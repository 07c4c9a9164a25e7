//! Theme lookup and the per-process theme cache
//!
//! The cache is an explicit object handed to each resolution context rather
//! than a hidden global, so tests can isolate state. Entries are only removed
//! by [`ThemeCache::invalidate`] or [`ThemeCache::clear`]; whatever writes a
//! theme must call one of them.

use std::sync::{Arc, PoisonError, RwLock};

use rustc_hash::FxHashMap;
use tracing::debug;

use crate::error::{Result, ThemeError};
use crate::record::{ThemeId, ThemeRecord};

/// Where theme rows come from (the theme persistence layer)
pub trait ThemeSource: Send + Sync {
    fn fetch_theme(&self, id: ThemeId) -> Option<ThemeRecord>;
}

/// Theme source backed by a map, for tooling and tests.
#[derive(Clone, Debug, Default)]
pub struct InMemoryThemes {
    themes: FxHashMap<ThemeId, ThemeRecord>,
}

impl InMemoryThemes {
    pub fn new() -> Self {
        Self::default()
    }

    pub fn insert(&mut self, theme: ThemeRecord) {
        self.themes.insert(theme.id, theme);
    }

    pub fn len(&self) -> usize {
        self.themes.len()
    }

    pub fn is_empty(&self) -> bool {
        self.themes.is_empty()
    }
}

impl FromIterator<ThemeRecord> for InMemoryThemes {
    fn from_iter<T: IntoIterator<Item = ThemeRecord>>(iter: T) -> Self {
        let mut themes = Self::new();
        for theme in iter {
            themes.insert(theme);
        }
        themes
    }
}

impl ThemeSource for InMemoryThemes {
    fn fetch_theme(&self, id: ThemeId) -> Option<ThemeRecord> {
        self.themes.get(&id).cloned()
    }
}

/// Concurrent-read cache of theme rows keyed by id.
#[derive(Debug, Default)]
pub struct ThemeCache {
    entries: RwLock<FxHashMap<ThemeId, Arc<ThemeRecord>>>,
}

impl ThemeCache {
    pub fn new() -> Self {
        Self::default()
    }

    /// Cached theme, without fetching.
    pub fn get(&self, id: ThemeId) -> Option<Arc<ThemeRecord>> {
        self.entries
            .read()
            .unwrap_or_else(PoisonError::into_inner)
            .get(&id)
            .cloned()
    }

    /// Cached theme, fetching from `source` on a miss.
    ///
    /// Themes that do not exist are not cached.
    pub fn get_or_fetch(&self, id: ThemeId, source: &dyn ThemeSource) -> Option<Arc<ThemeRecord>> {
        if let Some(theme) = self.get(id) {
            debug!(theme_id = %id, "theme cache hit");
            return Some(theme);
        }
        debug!(theme_id = %id, "theme cache miss");
        let fetched = Arc::new(source.fetch_theme(id)?);
        let mut entries = self.entries.write().unwrap_or_else(PoisonError::into_inner);
        // Another reader may have filled the slot while we fetched.
        Some(entries.entry(id).or_insert(fetched).clone())
    }

    /// Like [`get_or_fetch`](Self::get_or_fetch), but a missing theme is an error.
    pub fn require(&self, id: ThemeId, source: &dyn ThemeSource) -> Result<Arc<ThemeRecord>> {
        self.get_or_fetch(id, source)
            .ok_or(ThemeError::ThemeNotFound(id))
    }

    /// Drop one theme; returns whether it was cached.
    pub fn invalidate(&self, id: ThemeId) -> bool {
        let removed = self
            .entries
            .write()
            .unwrap_or_else(PoisonError::into_inner)
            .remove(&id)
            .is_some();
        if removed {
            debug!(theme_id = %id, "theme cache entry invalidated");
        }
        removed
    }

    pub fn clear(&self) {
        self.entries
            .write()
            .unwrap_or_else(PoisonError::into_inner)
            .clear();
    }

    pub fn len(&self) -> usize {
        self.entries
            .read()
            .unwrap_or_else(PoisonError::into_inner)
            .len()
    }

    pub fn is_empty(&self) -> bool {
        self.len() == 0
    }
}

#[cfg(test)]
mod tests {
    use super::*;
    use std::sync::atomic::{AtomicUsize, Ordering};

    struct CountingSource {
        inner: InMemoryThemes,
        fetches: AtomicUsize,
    }

    impl ThemeSource for CountingSource {
        fn fetch_theme(&self, id: ThemeId) -> Option<ThemeRecord> {
            self.fetches.fetch_add(1, Ordering::SeqCst);
            self.inner.fetch_theme(id)
        }
    }

    fn source() -> CountingSource {
        CountingSource {
            inner: [ThemeRecord::new(1, "Midnight")].into_iter().collect(),
            fetches: AtomicUsize::new(0),
        }
    }

    #[test]
    fn repeated_lookups_fetch_once() {
        let source = source();
        let cache = ThemeCache::new();
        for _ in 0..3 {
            assert_eq!(cache.get_or_fetch(ThemeId(1), &source).unwrap().name, "Midnight");
        }
        assert_eq!(source.fetches.load(Ordering::SeqCst), 1);
    }

    #[test]
    fn invalidate_forces_refetch() {
        let source = source();
        let cache = ThemeCache::new();
        cache.get_or_fetch(ThemeId(1), &source);
        assert!(cache.invalidate(ThemeId(1)));
        assert!(!cache.invalidate(ThemeId(1)));
        cache.get_or_fetch(ThemeId(1), &source);
        assert_eq!(source.fetches.load(Ordering::SeqCst), 2);
    }

    #[test]
    fn missing_theme_is_not_cached() {
        let source = source();
        let cache = ThemeCache::new();
        assert!(cache.get_or_fetch(ThemeId(9), &source).is_none());
        assert!(cache.is_empty());
        assert_eq!(
            cache.require(ThemeId(9), &source).unwrap_err(),
            ThemeError::ThemeNotFound(ThemeId(9))
        );
    }

    #[test]
    fn concurrent_reads_share_entries() {
        let source = source();
        let cache = ThemeCache::new();
        cache.get_or_fetch(ThemeId(1), &source);
        std::thread::scope(|s| {
            for _ in 0..4 {
                s.spawn(|| assert!(cache.get(ThemeId(1)).is_some()));
            }
        });
        assert_eq!(source.fetches.load(Ordering::SeqCst), 1);
    }
}
//! podbio Palette
//!
//! Derives a theme's color roles from uploaded artwork.
//!
//! # Features
//!
//! - Load images from file paths, base64 data, and raw bytes
//! - Support for PNG, JPEG, GIF, WebP, BMP formats
//! - Bounded cost: downscaled to 200px and sampled on a fixed stride
//! - Graceful degradation: undecodable or featureless images yield a fixed
//!   neutral palette instead of an error
//!
//! The classification is a heuristic over brightness and saturation, not a
//! perceptual color model.
//!
//! # Example
//!
//! ```ignore
//! use podbio_palette::{extract_palette, ImageSource, PaletteExtractor};
//!
//! let roles = extract_palette(&std::fs::read("cover.png")?);
//! println!("{} {} {}", roles.primary, roles.secondary, roles.accent);
//!
//! let roles = PaletteExtractor::default().extract_source(&ImageSource::file("cover.jpg"));
//! ```

mod error;
mod extract;
mod loader;
mod source;

pub use error::{PaletteError, Result};
pub use extract::{extract_palette, Candidate, ExtractorConfig, PaletteExtractor};
pub use loader::{decode, downscale, scaled_dimensions};
pub use source::ImageSource;

use serde::{Deserialize, Serialize};

// ============================================================================
// Colors
// ============================================================================

/// An opaque 8-bit RGB color
#[derive(Clone, Copy, Debug, Hash, Eq, PartialEq, Ord, PartialOrd)]
pub struct Rgb {
    pub r: u8,
    pub g: u8,
    pub b: u8,
}

impl Rgb {
    pub const BLACK: Self = Self::new(0, 0, 0);
    pub const WHITE: Self = Self::new(255, 255, 255);
    /// Accent used when an image offers none
    pub const DEFAULT_ACCENT: Self = Self::new(0, 0x66, 0xff);

    pub const fn new(r: u8, g: u8, b: u8) -> Self {
        Self { r, g, b }
    }

    /// Average of the three channels (0-255)
    pub fn brightness(self) -> f32 {
        (f32::from(self.r) + f32::from(self.g) + f32::from(self.b)) / 3.0
    }

    /// HSV saturation (0.0-1.0)
    pub fn saturation(self) -> f32 {
        let max = self.r.max(self.g).max(self.b);
        let min = self.r.min(self.g).min(self.b);
        if max == 0 {
            0.0
        } else {
            f32::from(max - min) / f32::from(max)
        }
    }

    /// Round each channel to the nearest multiple of `step`, capped at 255.
    pub fn quantize(self, step: u8) -> Self {
        let step = u16::from(step.max(1));
        let round = |c: u8| -> u8 {
            let q = (u16::from(c) + step / 2) / step * step;
            q.min(255) as u8
        };
        Self::new(round(self.r), round(self.g), round(self.b))
    }

    /// Lowercase `#rrggbb`
    pub fn to_hex(self) -> String {
        format!("#{:02x}{:02x}{:02x}", self.r, self.g, self.b)
    }
}

// ============================================================================
// Color roles
// ============================================================================

/// Extracted theme colors as hex strings
#[derive(Clone, Debug, PartialEq, Eq, Hash, Serialize, Deserialize)]
pub struct ColorRoles {
    pub primary: String,
    pub secondary: String,
    pub accent: String,
}

impl ColorRoles {
    pub fn new(primary: Rgb, secondary: Rgb, accent: Rgb) -> Self {
        Self {
            primary: primary.to_hex(),
            secondary: secondary.to_hex(),
            accent: accent.to_hex(),
        }
    }

    /// The neutral palette used whenever extraction has nothing to offer:
    /// black, white, and the default blue.
    pub fn fallback() -> Self {
        Self::new(Rgb::BLACK, Rgb::WHITE, Rgb::DEFAULT_ACCENT)
    }

    pub fn is_fallback(&self) -> bool {
        *self == Self::fallback()
    }
}
//! Image source types

use std::fs;
use std::path::PathBuf;

use base64::engine::general_purpose::STANDARD;
use base64::Engine;

use crate::error::{PaletteError, Result};

/// Source of an image to extract a palette from
///
/// Remote URLs are not a source: fetching is the caller's job and must finish
/// before extraction starts.
#[derive(Debug, Clone)]
pub enum ImageSource {
    /// Load from a file path
    File(PathBuf),

    /// Load from base64-encoded data
    /// Can optionally include data URI prefix (e.g., "data:image/png;base64,...")
    Base64(String),

    /// Raw encoded bytes (PNG, JPEG, GIF, WebP, BMP)
    Bytes(Vec<u8>),
}

impl ImageSource {
    /// Create a file source
    pub fn file(path: impl Into<PathBuf>) -> Self {
        Self::File(path.into())
    }

    /// Create a base64 source
    pub fn base64(data: impl Into<String>) -> Self {
        Self::Base64(data.into())
    }

    /// Create a bytes source
    pub fn bytes(data: Vec<u8>) -> Self {
        Self::Bytes(data)
    }

    /// Parse a resource URI string into an ImageSource
    ///
    /// Supported formats:
    /// - `file:///path/to/image.png` - File path
    /// - `data:image/png;base64,...` - Data URI with base64
    /// - `/path/to/image.png` - Treated as file path
    ///
    /// `http://` and `https://` are rejected.
    pub fn from_uri(uri: &str) -> Result<Self> {
        if uri.starts_with("data:") {
            Ok(Self::Base64(uri.to_string()))
        } else if uri.starts_with("http://") || uri.starts_with("https://") {
            Err(PaletteError::UnsupportedSource(format!(
                "{uri} (download the image first)"
            )))
        } else if let Some(path) = uri.strip_prefix("file://") {
            Ok(Self::File(PathBuf::from(path)))
        } else {
            Ok(Self::File(PathBuf::from(uri)))
        }
    }

    /// Read the encoded image bytes.
    pub fn load_bytes(&self) -> Result<Vec<u8>> {
        match self {
            Self::File(path) => fs::read(path).map_err(|source| PaletteError::Io {
                path: path.clone(),
                source,
            }),
            Self::Base64(data) => {
                // Strip a data URI header if present
                let payload = match data.split_once(',') {
                    Some((header, payload)) if header.starts_with("data:") => payload,
                    _ => data.as_str(),
                };
                Ok(STANDARD.decode(payload.trim())?)
            }
            Self::Bytes(data) => Ok(data.clone()),
        }
    }
}

impl From<Vec<u8>> for ImageSource {
    fn from(data: Vec<u8>) -> Self {
        Self::Bytes(data)
    }
}

impl From<PathBuf> for ImageSource {
    fn from(path: PathBuf) -> Self {
        Self::File(path)
    }
}

impl From<&std::path::Path> for ImageSource {
    fn from(path: &std::path::Path) -> Self {
        Self::File(path.to_path_buf())
    }
}
//! Image decoding and downscaling

use image::imageops::{self, FilterType};
use image::RgbaImage;
use tracing::trace;

use crate::error::Result;

/// Decode encoded bytes into RGBA pixels.
pub fn decode(bytes: &[u8]) -> Result<RgbaImage> {
    let image = image::load_from_memory(bytes)?;
    trace!(
        width = image.width(),
        height = image.height(),
        "decoded image"
    );
    Ok(image.to_rgba8())
}

/// Target size so the longer side equals `max_dimension`, keeping aspect ratio.
///
/// Returns `None` if the image already fits.
pub fn scaled_dimensions(width: u32, height: u32, max_dimension: u32) -> Option<(u32, u32)> {
    let max_dimension = max_dimension.max(1);
    if width <= max_dimension && height <= max_dimension {
        return None;
    }
    let scale = |short: u32, long: u32| -> u32 {
        let scaled = (u64::from(short) * u64::from(max_dimension) + u64::from(long) / 2)
            / u64::from(long);
        (scaled as u32).max(1)
    };
    Some(if width >= height {
        (max_dimension, scale(height, width))
    } else {
        (scale(width, height), max_dimension)
    })
}

/// Shrink an image so neither side exceeds `max_dimension`.
pub fn downscale(image: RgbaImage, max_dimension: u32) -> RgbaImage {
    match scaled_dimensions(image.width(), image.height(), max_dimension) {
        Some((width, height)) => {
            trace!(width, height, "downscaling image for sampling");
            imageops::resize(&image, width, height, FilterType::Triangle)
        }
        None => image,
    }
}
◇ ◇ ◇ ◇
Your assignment: The lines to return are those in the entries above that hold "ThemeNotFound".

Task solution:
            .ok_or(ThemeError::ThemeNotFound(id))
            ThemeError::ThemeNotFound(ThemeId(9))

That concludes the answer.